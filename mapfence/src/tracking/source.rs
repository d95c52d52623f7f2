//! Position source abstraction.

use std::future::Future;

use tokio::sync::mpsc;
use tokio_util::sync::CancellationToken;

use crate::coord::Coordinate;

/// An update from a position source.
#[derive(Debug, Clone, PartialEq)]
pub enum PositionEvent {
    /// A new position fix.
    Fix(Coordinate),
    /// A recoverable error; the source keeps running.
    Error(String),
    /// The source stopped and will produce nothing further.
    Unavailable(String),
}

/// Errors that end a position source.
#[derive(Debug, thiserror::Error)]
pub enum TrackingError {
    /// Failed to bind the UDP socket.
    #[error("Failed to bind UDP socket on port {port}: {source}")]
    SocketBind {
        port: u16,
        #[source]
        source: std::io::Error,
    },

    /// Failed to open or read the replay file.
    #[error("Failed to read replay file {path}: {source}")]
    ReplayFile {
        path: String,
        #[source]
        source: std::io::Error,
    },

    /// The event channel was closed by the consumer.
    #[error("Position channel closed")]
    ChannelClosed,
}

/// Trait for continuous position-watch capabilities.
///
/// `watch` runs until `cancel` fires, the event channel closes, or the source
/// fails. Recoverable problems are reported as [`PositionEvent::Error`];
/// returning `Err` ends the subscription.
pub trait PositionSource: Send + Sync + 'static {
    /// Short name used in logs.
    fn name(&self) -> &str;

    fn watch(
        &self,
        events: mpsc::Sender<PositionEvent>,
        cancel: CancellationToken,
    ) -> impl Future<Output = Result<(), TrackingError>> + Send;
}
--
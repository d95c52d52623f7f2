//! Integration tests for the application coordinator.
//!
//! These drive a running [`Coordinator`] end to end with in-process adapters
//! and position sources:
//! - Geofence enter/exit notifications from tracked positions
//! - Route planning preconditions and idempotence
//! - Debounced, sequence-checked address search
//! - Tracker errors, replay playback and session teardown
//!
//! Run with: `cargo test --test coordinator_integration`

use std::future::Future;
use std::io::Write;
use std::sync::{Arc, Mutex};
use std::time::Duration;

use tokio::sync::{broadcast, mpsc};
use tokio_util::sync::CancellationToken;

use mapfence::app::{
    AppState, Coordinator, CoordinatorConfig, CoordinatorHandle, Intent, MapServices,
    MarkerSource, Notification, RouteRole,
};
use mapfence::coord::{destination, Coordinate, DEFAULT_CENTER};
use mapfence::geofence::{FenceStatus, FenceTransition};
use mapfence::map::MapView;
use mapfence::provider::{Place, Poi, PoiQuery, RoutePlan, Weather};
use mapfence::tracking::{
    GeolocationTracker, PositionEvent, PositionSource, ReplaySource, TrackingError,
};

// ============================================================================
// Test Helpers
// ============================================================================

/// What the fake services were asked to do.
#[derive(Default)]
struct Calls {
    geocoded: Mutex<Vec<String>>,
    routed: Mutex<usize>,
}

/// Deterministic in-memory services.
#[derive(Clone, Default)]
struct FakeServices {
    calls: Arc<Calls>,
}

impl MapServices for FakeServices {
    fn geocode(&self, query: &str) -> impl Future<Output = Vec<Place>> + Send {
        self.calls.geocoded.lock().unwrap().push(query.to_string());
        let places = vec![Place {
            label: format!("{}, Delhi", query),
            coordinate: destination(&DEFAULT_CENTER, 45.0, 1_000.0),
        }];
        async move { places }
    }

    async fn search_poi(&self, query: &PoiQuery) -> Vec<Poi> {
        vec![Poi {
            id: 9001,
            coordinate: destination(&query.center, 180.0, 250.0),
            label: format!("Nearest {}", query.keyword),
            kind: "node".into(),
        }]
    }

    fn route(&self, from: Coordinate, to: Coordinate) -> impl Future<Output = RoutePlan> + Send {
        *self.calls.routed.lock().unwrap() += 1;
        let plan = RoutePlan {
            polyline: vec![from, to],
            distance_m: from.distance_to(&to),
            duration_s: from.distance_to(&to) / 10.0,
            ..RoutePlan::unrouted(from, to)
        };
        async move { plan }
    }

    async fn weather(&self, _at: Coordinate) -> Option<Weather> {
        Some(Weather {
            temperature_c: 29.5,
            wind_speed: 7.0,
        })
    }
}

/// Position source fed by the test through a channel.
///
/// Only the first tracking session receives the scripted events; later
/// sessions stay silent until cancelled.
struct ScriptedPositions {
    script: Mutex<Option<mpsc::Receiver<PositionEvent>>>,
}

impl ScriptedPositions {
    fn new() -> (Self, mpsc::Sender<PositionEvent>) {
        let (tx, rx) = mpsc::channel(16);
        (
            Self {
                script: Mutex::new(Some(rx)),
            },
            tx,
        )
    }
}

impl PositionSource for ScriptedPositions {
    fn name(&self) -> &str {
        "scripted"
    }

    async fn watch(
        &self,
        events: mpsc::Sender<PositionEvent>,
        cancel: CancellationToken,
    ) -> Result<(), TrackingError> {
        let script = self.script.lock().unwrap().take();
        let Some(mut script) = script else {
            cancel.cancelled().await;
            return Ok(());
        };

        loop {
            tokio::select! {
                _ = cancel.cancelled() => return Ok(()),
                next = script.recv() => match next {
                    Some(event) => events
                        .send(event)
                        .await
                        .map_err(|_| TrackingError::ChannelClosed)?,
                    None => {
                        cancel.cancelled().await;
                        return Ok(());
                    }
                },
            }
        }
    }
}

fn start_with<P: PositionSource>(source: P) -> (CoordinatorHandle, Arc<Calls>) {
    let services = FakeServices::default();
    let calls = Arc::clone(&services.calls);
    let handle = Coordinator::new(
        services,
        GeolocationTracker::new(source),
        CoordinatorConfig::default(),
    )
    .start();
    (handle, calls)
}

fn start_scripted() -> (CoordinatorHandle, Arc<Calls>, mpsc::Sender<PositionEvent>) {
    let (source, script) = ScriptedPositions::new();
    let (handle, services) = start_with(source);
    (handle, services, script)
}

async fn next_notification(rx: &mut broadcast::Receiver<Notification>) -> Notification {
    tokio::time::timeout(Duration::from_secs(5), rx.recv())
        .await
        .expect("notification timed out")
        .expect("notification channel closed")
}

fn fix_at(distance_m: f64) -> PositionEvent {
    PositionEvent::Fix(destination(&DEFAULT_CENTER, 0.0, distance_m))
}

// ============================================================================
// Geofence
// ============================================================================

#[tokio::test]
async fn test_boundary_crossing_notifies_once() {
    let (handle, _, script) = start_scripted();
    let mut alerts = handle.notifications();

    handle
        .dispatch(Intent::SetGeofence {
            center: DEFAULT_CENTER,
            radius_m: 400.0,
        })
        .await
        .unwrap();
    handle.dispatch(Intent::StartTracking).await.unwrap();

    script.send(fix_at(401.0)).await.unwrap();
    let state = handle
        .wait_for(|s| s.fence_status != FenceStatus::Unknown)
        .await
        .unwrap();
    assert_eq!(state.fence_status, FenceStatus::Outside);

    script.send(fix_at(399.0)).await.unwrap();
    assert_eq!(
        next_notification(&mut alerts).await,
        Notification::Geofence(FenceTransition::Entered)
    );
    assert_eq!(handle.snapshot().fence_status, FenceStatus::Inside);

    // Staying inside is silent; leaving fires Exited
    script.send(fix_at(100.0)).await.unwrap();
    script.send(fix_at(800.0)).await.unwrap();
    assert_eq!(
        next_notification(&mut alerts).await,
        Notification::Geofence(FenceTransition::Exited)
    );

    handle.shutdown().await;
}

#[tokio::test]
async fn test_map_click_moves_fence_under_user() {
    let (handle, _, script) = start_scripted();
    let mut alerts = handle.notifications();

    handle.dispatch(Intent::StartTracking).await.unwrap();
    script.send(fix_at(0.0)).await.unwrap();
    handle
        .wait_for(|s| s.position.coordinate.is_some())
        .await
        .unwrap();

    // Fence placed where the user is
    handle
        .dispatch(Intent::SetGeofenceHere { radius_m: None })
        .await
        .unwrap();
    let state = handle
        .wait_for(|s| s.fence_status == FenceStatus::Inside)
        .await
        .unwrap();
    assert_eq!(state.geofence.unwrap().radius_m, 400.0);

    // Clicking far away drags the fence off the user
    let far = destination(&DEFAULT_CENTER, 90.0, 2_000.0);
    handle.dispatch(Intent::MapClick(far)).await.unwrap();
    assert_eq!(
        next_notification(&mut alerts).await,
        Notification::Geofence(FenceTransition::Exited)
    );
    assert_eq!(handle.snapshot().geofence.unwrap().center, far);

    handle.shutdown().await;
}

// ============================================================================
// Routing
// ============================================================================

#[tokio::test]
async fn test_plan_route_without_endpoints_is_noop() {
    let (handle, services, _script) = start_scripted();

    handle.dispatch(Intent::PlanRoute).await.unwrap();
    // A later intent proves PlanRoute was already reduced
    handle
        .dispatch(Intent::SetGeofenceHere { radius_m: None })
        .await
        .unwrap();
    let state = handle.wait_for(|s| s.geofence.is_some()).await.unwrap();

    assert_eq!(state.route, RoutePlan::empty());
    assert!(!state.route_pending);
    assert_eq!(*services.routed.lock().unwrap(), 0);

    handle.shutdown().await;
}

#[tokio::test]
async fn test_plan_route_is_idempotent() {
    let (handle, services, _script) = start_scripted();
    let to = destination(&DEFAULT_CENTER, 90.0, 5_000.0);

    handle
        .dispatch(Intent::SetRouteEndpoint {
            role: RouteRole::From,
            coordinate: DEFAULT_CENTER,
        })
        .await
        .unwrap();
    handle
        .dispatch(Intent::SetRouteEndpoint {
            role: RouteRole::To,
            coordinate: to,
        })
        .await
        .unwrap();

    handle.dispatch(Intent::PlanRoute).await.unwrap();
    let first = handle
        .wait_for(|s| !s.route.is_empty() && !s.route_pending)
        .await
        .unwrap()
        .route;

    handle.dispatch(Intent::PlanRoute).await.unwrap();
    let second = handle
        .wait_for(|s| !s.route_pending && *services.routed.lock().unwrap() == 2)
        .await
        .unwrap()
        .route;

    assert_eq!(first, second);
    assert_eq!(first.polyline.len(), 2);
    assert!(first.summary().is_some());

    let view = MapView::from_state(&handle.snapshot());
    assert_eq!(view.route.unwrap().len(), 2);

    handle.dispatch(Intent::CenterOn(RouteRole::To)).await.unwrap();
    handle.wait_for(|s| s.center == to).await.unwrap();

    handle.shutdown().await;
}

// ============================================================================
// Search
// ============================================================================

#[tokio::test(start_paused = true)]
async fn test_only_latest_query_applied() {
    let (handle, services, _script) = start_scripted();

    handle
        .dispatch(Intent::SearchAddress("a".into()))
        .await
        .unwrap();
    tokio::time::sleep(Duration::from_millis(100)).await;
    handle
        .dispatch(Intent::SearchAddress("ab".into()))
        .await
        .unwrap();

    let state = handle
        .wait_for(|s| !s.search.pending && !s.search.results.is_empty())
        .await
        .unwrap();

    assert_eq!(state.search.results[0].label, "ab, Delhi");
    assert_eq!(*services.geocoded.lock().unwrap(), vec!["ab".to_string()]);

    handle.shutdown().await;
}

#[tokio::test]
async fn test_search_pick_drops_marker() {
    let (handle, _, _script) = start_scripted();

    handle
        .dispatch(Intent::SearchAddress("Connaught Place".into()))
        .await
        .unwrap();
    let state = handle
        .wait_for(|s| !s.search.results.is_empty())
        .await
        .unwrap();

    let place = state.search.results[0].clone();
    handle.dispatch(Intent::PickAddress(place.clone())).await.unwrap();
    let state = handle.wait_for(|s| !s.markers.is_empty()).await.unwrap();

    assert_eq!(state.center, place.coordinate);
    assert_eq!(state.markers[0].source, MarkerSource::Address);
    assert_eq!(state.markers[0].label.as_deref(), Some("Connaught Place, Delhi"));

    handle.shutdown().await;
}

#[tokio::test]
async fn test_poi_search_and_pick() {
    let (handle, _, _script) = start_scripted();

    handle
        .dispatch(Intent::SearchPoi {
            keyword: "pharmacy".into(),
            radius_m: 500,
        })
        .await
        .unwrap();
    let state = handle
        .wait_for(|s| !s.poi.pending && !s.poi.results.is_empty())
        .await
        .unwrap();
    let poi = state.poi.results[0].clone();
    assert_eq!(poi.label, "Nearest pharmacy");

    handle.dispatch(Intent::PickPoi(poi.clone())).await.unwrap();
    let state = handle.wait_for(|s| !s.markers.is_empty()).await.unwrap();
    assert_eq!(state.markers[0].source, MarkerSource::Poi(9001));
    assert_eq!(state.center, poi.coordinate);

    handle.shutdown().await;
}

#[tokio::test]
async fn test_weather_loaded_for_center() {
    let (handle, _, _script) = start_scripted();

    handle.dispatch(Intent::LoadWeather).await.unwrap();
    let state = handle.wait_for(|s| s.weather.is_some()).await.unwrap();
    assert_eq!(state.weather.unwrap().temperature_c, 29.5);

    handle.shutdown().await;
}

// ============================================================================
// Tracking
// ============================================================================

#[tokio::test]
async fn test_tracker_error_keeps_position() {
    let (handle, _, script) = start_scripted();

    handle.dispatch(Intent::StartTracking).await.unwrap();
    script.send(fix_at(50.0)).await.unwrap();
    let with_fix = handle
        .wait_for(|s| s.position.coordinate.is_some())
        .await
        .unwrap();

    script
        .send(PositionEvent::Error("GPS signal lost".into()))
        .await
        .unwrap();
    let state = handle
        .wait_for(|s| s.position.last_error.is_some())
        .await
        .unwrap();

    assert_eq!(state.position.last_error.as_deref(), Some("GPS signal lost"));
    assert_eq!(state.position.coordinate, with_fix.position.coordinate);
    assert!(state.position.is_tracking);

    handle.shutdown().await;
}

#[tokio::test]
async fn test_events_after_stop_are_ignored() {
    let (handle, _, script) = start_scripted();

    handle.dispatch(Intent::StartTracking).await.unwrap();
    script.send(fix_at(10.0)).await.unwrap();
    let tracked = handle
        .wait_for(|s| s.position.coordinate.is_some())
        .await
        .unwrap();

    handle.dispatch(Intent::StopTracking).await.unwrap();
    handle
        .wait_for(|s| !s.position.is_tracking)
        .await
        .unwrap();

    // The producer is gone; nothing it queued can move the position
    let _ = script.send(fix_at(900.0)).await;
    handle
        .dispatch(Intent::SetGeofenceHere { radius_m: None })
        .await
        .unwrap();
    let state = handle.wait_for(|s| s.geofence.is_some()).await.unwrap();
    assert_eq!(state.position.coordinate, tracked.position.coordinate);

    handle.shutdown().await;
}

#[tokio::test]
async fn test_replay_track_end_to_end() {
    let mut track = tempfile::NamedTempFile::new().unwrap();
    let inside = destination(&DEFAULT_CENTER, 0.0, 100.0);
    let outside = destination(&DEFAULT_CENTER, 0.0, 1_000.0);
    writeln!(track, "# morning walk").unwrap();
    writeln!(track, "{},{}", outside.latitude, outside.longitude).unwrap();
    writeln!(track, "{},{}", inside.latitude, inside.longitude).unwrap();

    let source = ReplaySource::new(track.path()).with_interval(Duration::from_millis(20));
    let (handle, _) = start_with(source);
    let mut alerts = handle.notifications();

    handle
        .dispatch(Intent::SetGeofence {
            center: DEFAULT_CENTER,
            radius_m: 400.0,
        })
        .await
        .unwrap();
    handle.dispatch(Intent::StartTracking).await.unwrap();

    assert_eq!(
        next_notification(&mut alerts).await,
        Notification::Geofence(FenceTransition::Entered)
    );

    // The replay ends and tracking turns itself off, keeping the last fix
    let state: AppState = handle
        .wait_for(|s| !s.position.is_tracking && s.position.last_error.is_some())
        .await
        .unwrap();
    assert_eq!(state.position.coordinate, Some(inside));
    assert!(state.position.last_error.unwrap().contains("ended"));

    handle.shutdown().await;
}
--
ABOUT THIS TASK:
Each line in the data that holds the string "PositionEvent" needs to be copied.

TASK SOLUTION:
pub enum PositionEvent {
/// fails. Recoverable problems are reported as [`PositionEvent::Error`];
        events: mpsc::Sender<PositionEvent>,
    GeolocationTracker, PositionEvent, PositionSource, ReplaySource, TrackingError,
    script: Mutex<Option<mpsc::Receiver<PositionEvent>>>,
    fn new() -> (Self, mpsc::Sender<PositionEvent>) {
        events: mpsc::Sender<PositionEvent>,
fn start_scripted() -> (CoordinatorHandle, Arc<Calls>, mpsc::Sender<PositionEvent>) {
fn fix_at(distance_m: f64) -> PositionEvent {
    PositionEvent::Fix(destination(&DEFAULT_CENTER, 0.0, distance_m))
        .send(PositionEvent::Error("GPS signal lost".into()))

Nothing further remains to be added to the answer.